■ What is needed:
Look through the data below for the line with "pub async fn send(&self, request: Request<Body>)", and transcribe it exactly together with each line after it up to and including the line with "pub async fn get(&self, uri: &str)". Give nothing else.

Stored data
# # # # # # #

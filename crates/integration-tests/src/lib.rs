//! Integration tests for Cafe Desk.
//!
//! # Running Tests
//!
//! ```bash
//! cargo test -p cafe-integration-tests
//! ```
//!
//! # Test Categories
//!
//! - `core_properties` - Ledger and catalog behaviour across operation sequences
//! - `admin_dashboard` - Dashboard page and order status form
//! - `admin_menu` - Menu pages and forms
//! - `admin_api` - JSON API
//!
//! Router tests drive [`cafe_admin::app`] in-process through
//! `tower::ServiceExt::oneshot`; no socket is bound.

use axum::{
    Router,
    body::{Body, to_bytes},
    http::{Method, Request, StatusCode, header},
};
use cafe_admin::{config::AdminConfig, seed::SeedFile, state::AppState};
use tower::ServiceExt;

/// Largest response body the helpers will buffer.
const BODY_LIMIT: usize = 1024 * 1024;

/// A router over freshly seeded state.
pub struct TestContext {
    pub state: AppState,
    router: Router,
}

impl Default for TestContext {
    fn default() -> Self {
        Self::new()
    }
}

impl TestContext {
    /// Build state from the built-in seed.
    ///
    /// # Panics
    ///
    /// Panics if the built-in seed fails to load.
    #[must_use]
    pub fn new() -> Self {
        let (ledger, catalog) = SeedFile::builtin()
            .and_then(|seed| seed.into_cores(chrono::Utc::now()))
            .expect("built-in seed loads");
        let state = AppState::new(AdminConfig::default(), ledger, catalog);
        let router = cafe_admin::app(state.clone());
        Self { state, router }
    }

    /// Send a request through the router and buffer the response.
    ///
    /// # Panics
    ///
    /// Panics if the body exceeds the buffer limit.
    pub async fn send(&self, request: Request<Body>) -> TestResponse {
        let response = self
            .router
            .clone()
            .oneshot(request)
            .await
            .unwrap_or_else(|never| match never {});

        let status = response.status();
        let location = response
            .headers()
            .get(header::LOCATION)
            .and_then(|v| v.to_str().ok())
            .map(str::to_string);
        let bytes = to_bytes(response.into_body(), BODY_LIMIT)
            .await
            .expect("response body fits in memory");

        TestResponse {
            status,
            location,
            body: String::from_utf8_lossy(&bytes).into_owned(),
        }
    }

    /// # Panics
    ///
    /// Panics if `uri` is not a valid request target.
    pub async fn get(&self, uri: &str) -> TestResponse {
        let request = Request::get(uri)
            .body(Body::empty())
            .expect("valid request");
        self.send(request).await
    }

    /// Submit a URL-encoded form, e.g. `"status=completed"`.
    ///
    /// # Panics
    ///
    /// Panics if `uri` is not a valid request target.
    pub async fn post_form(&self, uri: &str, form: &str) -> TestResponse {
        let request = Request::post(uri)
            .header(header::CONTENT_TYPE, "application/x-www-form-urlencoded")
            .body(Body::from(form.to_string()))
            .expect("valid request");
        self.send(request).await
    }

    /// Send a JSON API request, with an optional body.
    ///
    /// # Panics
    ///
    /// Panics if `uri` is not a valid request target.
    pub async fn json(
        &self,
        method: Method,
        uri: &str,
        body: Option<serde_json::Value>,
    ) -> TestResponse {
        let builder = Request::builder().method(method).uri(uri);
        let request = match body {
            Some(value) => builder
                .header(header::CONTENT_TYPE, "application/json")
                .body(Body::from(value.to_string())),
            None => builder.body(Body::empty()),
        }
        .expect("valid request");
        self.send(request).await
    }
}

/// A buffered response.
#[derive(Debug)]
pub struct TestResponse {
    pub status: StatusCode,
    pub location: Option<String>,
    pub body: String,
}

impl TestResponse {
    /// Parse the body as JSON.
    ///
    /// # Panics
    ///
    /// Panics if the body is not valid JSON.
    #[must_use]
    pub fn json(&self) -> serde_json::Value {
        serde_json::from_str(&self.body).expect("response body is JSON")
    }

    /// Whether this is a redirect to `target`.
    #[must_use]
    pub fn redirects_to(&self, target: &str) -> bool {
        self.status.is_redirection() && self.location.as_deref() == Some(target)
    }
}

# # # # # # #

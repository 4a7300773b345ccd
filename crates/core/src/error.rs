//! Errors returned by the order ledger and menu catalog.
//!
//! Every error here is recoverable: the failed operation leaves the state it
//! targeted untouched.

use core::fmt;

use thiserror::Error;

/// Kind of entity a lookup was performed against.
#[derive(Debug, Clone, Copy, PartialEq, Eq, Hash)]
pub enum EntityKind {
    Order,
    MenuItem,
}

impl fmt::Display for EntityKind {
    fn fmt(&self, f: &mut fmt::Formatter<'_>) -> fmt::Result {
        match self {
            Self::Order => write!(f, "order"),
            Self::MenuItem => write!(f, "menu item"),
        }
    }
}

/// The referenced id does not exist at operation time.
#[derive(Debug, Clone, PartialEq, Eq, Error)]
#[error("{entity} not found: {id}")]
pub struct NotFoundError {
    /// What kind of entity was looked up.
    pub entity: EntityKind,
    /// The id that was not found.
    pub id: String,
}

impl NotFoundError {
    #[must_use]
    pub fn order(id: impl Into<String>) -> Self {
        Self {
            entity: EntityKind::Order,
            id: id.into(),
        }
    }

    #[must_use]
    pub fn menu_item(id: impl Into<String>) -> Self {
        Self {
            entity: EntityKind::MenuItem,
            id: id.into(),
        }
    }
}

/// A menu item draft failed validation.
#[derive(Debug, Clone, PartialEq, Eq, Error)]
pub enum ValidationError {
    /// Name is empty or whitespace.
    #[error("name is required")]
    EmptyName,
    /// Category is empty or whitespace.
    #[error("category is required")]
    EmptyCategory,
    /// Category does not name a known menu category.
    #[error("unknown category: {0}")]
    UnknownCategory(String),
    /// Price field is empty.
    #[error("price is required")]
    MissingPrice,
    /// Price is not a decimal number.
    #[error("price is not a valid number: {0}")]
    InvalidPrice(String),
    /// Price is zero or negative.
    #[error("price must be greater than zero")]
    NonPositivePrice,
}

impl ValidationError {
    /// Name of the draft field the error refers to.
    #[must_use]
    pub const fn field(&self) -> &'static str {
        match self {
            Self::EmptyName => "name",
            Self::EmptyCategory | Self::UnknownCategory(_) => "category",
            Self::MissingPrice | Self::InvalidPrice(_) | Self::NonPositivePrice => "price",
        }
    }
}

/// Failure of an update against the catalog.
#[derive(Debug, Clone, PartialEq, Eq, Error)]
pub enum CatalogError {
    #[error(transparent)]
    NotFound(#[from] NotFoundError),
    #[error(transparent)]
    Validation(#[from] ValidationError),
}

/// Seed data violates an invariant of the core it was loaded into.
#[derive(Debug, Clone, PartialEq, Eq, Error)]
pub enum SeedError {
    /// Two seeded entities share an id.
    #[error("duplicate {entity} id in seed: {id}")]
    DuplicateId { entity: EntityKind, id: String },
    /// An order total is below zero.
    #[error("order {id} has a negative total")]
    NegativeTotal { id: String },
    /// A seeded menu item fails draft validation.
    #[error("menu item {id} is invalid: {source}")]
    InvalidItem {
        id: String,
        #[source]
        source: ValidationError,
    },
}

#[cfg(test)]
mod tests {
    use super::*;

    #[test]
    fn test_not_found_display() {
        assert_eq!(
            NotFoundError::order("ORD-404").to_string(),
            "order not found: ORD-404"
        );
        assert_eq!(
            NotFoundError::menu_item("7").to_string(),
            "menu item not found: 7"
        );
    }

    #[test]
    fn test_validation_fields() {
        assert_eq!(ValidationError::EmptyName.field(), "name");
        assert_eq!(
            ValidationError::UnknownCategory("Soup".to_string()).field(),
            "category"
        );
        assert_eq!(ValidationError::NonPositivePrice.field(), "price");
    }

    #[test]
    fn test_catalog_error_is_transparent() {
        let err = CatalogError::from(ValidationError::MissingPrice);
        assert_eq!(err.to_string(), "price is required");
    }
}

# # # # # # #

■ Expected answer:
    pub async fn send(&self, request: Request<Body>) -> TestResponse {
        let response = self
            .router
            .clone()
            .oneshot(request)
            .await
            .unwrap_or_else(|never| match never {});

        let status = response.status();
        let location = response
            .headers()
            .get(header::LOCATION)
            .and_then(|v| v.to_str().ok())
            .map(str::to_string);
        let bytes = to_bytes(response.into_body(), BODY_LIMIT)
            .await
            .expect("response body fits in memory");

        TestResponse {
            status,
            location,
            body: String::from_utf8_lossy(&bytes).into_owned(),
        }
    }

    /// # Panics
    ///
    /// Panics if `uri` is not a valid request target.
    pub async fn get(&self, uri: &str) -> TestResponse {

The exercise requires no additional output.